**TASK TO COMPLETE:** Look through the listing below for the word "Clone" and copy every line where it occurs.

**ENTRIES PROVIDED:**

//! Walls, directions, positions and cell snapshots

use std::fmt;

use crate::error::{MazeError, Result};

/// The state of a wall
#[repr(u8)]
#[derive(Clone, Copy, Debug, PartialEq, Eq, Hash)]
pub enum Wall {
    /// Passable
    Open = 0,
    /// Impassable, but an architect may carve it open
    Closed = 1,
    /// Outer boundary; never carved
    Solid = 2,
}

impl Wall {
    /// Byte stored for this wall in the persisted format
    pub const fn as_byte(self) -> u8 {
        self as u8
    }

    pub const fn is_open(self) -> bool {
        matches!(self, Wall::Open)
    }
}

impl TryFrom<u8> for Wall {
    type Error = MazeError;

    fn try_from(byte: u8) -> Result<Self> {
        match byte {
            0 => Ok(Wall::Open),
            1 => Ok(Wall::Closed),
            2 => Ok(Wall::Solid),
            _ => Err(MazeError::InvalidStream(format!("invalid wall byte {}", byte))),
        }
    }
}

/// Cardinal directions, in the order used to index a cell's walls
#[derive(Clone, Copy, Debug, PartialEq, Eq, Hash)]
pub enum Direction {
    North = 0,
    East = 1,
    South = 2,
    West = 3,
}

impl Direction {
    pub const ALL: [Direction; 4] = [
        Direction::North,
        Direction::East,
        Direction::South,
        Direction::West,
    ];

    pub const fn index(self) -> usize {
        self as usize
    }

    /// Direction for an index in `[0, 4)`
    pub const fn from_index(index: usize) -> Option<Self> {
        match index {
            0 => Some(Direction::North),
            1 => Some(Direction::East),
            2 => Some(Direction::South),
            3 => Some(Direction::West),
            _ => None,
        }
    }

    pub const fn opposite(self) -> Self {
        match self {
            Direction::North => Direction::South,
            Direction::East => Direction::West,
            Direction::South => Direction::North,
            Direction::West => Direction::East,
        }
    }
}

/// A zero-based (column, row) coordinate in a maze
#[derive(Clone, Copy, Debug, PartialEq, Eq, Hash, PartialOrd, Ord)]
pub struct Position {
    pub col: usize,
    pub row: usize,
}

impl Position {
    pub const fn new(col: usize, row: usize) -> Self {
        Self { col, row }
    }

    /// The adjacent position in `dir`, if it lies inside a `width` x `height` grid
    pub fn step(self, dir: Direction, width: usize, height: usize) -> Option<Position> {
        let (col, row) = match dir {
            Direction::North => (self.col, self.row.checked_sub(1)?),
            Direction::East => (self.col + 1, self.row),
            Direction::South => (self.col, self.row + 1),
            Direction::West => (self.col.checked_sub(1)?, self.row),
        };

        if col < width && row < height {
            Some(Position { col, row })
        } else {
            None
        }
    }
}

impl fmt::Display for Position {
    fn fmt(&self, f: &mut fmt::Formatter<'_>) -> fmt::Result {
        write!(f, "({}, {})", self.col, self.row)
    }
}

/// Snapshot of the four walls around one cell.
///
/// Returned by value from [`crate::Maze::get_cell`]; changing it has no
/// effect on the maze it came from.
#[derive(Clone, Copy, Debug, PartialEq, Eq)]
pub struct Cell {
    pub walls: [Wall; 4],
}

impl Cell {
    pub const fn wall(&self, dir: Direction) -> Wall {
        self.walls[dir.index()]
    }

    pub const fn north(&self) -> Wall {
        self.walls[0]
    }

    pub const fn east(&self) -> Wall {
        self.walls[1]
    }

    pub const fn south(&self) -> Wall {
        self.walls[2]
    }

    pub const fn west(&self) -> Wall {
        self.walls[3]
    }

    /// Number of open walls around the cell
    pub fn open_count(&self) -> usize {
        self.walls.iter().filter(|w| w.is_open()).count()
    }
}
//! Binary save/load for mazes
//!
//! Layout (all size fields are u64 little-endian):
//!
//! | field                          | bytes |
//! |--------------------------------|-------|
//! | width                          | 8     |
//! | height                         | 8     |
//! | entrance col, entrance row     | 16    |
//! | exit col, exit row             | 16    |
//! | wall states, one byte each     | W(H+1) + H(W+1) |
//!
//! Wall bytes come column by column (north walls of rows `0..H`, then the
//! south wall of the last row), then row by row (west walls of columns
//! `0..W`, then the east wall of the last column). Each byte is
//! `Open = 0`, `Closed = 1`, `Solid = 2`. An unset entrance or exit is
//! written as `u64::MAX` for both coordinates.

use std::io::{Read, Write};

use byteorder::{LittleEndian, ReadBytesExt, WriteBytesExt};
use tracing::debug;

use crate::error::{MazeError, Result};
use crate::grid::Maze;
use crate::wall::{Direction, Position, Wall};
use crate::{MIN_DIMENSION, UNSET_COORDINATE};

/// Size of the fixed header preceding the wall bytes
pub const HEADER_SIZE: usize = 6 * 8;

fn write_err(e: std::io::Error) -> MazeError {
    MazeError::InvalidStream(format!("write failed: {}", e))
}

fn read_err(e: std::io::Error) -> MazeError {
    MazeError::InvalidStream(format!("read failed: {}", e))
}

fn to_u64(value: usize) -> u64 {
    // usize is at most 64 bits on every supported target
    value as u64
}

fn to_usize(value: u64, what: &str) -> Result<usize> {
    usize::try_from(value).map_err(|_| {
        MazeError::InvalidStream(format!("{} {} does not fit in memory", what, value))
    })
}

fn write_position<W: Write>(writer: &mut W, pos: Option<Position>) -> Result<()> {
    let (col, row) = match pos {
        Some(p) => (to_u64(p.col), to_u64(p.row)),
        None => (UNSET_COORDINATE, UNSET_COORDINATE),
    };
    writer.write_u64::<LittleEndian>(col).map_err(write_err)?;
    writer.write_u64::<LittleEndian>(row).map_err(write_err)?;
    Ok(())
}

fn read_position<R: Read>(
    reader: &mut R,
    width: usize,
    height: usize,
    what: &str,
) -> Result<Option<Position>> {
    let col = reader.read_u64::<LittleEndian>().map_err(read_err)?;
    let row = reader.read_u64::<LittleEndian>().map_err(read_err)?;

    if col == UNSET_COORDINATE && row == UNSET_COORDINATE {
        return Ok(None);
    }

    match (usize::try_from(col), usize::try_from(row)) {
        (Ok(col), Ok(row)) if col < width && row < height => Ok(Some(Position::new(col, row))),
        _ => Err(MazeError::InvalidStream(format!(
            "{} ({}, {}) is outside a {}x{} maze",
            what, col, row, width, height
        ))),
    }
}

impl Maze {
    /// Write the maze to `writer` in the binary format described above.
    ///
    /// # Errors
    /// [`MazeError::InvalidStream`] if the writer fails.
    pub fn save<W: Write>(&self, writer: &mut W) -> Result<()> {
        writer.write_u64::<LittleEndian>(to_u64(self.width())).map_err(write_err)?;
        writer.write_u64::<LittleEndian>(to_u64(self.height())).map_err(write_err)?;
        write_position(writer, self.entrance())?;
        write_position(writer, self.exit())?;

        // The wall arena is kept in persisted order
        let bytes: Vec<u8> = self.walls().iter().map(|w| w.as_byte()).collect();
        writer.write_all(&bytes).map_err(write_err)?;
        writer.flush().map_err(write_err)?;

        debug!("Saved {}x{} maze ({} wall bytes)", self.width(), self.height(), bytes.len());
        Ok(())
    }

    /// Read a maze written by [`Maze::save`].
    ///
    /// # Errors
    /// - [`MazeError::InvalidDimensions`] if the stored width or height is below 2
    /// - [`MazeError::InvalidStream`] if the stream is truncated, unreadable, or
    ///   holds an invalid wall byte, an out-of-range entrance/exit, a solid
    ///   interior wall, a closed boundary wall or a boundary opening away from
    ///   the entrance and exit
    pub fn load<R: Read>(reader: &mut R) -> Result<Maze> {
        let width = reader.read_u64::<LittleEndian>().map_err(read_err)?;
        let height = reader.read_u64::<LittleEndian>().map_err(read_err)?;
        let width = to_usize(width, "width")?;
        let height = to_usize(height, "height")?;

        if width < MIN_DIMENSION || height < MIN_DIMENSION {
            return Err(MazeError::InvalidDimensions { width, height });
        }
        let wall_count = Maze::wall_count_for(width, height).ok_or_else(|| {
            MazeError::InvalidStream(format!("{}x{} maze is too large", width, height))
        })?;

        let entrance = read_position(reader, width, height, "entrance")?;
        let exit = read_position(reader, width, height, "exit")?;

        // Read through `take` so a corrupt header cannot force a huge allocation up front
        let mut bytes = Vec::new();
        reader
            .by_ref()
            .take(to_u64(wall_count))
            .read_to_end(&mut bytes)
            .map_err(read_err)?;
        if bytes.len() != wall_count {
            return Err(MazeError::InvalidStream(format!(
                "expected {} wall bytes, found {}",
                wall_count,
                bytes.len()
            )));
        }

        let mut maze = Maze::create(width, height)?;
        for (slot, byte) in maze.walls_mut().iter_mut().zip(bytes) {
            *slot = Wall::try_from(byte)?;
        }
        maze.set_entrance(entrance);
        maze.set_exit(exit);
        maze.check_wall_kinds()?;

        debug!("Loaded {}x{} maze", width, height);
        Ok(maze)
    }

    /// Encode the maze into a new byte vector
    pub fn to_bytes(&self) -> Result<Vec<u8>> {
        let wall_count = self.walls().len();
        let mut bytes = Vec::with_capacity(HEADER_SIZE + wall_count);
        self.save(&mut bytes)?;
        Ok(bytes)
    }

    /// Decode a maze from a byte slice
    pub fn from_bytes(mut bytes: &[u8]) -> Result<Maze> {
        Maze::load(&mut bytes)
    }

    /// Interior walls must not be solid. Boundary walls must be solid, except
    /// one opening per recorded entrance/exit cell.
    fn check_wall_kinds(&self) -> Result<()> {
        let openings_allowed = match (self.entrance(), self.exit()) {
            (Some(entrance), Some(exit)) if entrance == exit => 1,
            (Some(_), Some(_)) => 2,
            (Some(_), None) | (None, Some(_)) => 1,
            (None, None) => 0,
        };
        let mut openings = 0usize;

        for col in 0..self.width() {
            for row in 0..self.height() {
                let pos = Position::new(col, row);
                for dir in Direction::ALL {
                    let wall = self.wall(pos, dir)?;
                    let valid = if self.is_boundary(pos, dir) {
                        match wall {
                            Wall::Solid => true,
                            Wall::Open => {
                                openings += 1;
                                Some(pos) == self.entrance() || Some(pos) == self.exit()
                            }
                            Wall::Closed => false,
                        }
                    } else {
                        wall != Wall::Solid
                    };
                    if !valid {
                        return Err(MazeError::InvalidStream(format!(
                            "{:?} wall on the {:?} side of {}",
                            wall, dir, pos
                        )));
                    }
                }
            }
        }

        if openings > openings_allowed {
            return Err(MazeError::InvalidStream(format!(
                "{} boundary openings for {} entrance/exit cells",
                openings, openings_allowed
            )));
        }
        Ok(())
    }
}

/// Write `maze` to `writer`; see [`Maze::save`]
pub fn save<W: Write>(maze: &Maze, writer: &mut W) -> Result<()> {
    maze.save(writer)
}

/// Read a maze from `reader`; see [`Maze::load`]
pub fn load<R: Read>(reader: &mut R) -> Result<Maze> {
    Maze::load(reader)
}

**RESPONSE BELOW:**
#[derive(Clone, Copy, Debug, PartialEq, Eq, Hash)]
#[derive(Clone, Copy, Debug, PartialEq, Eq, Hash)]
#[derive(Clone, Copy, Debug, PartialEq, Eq, Hash, PartialOrd, Ord)]
#[derive(Clone, Copy, Debug, PartialEq, Eq)]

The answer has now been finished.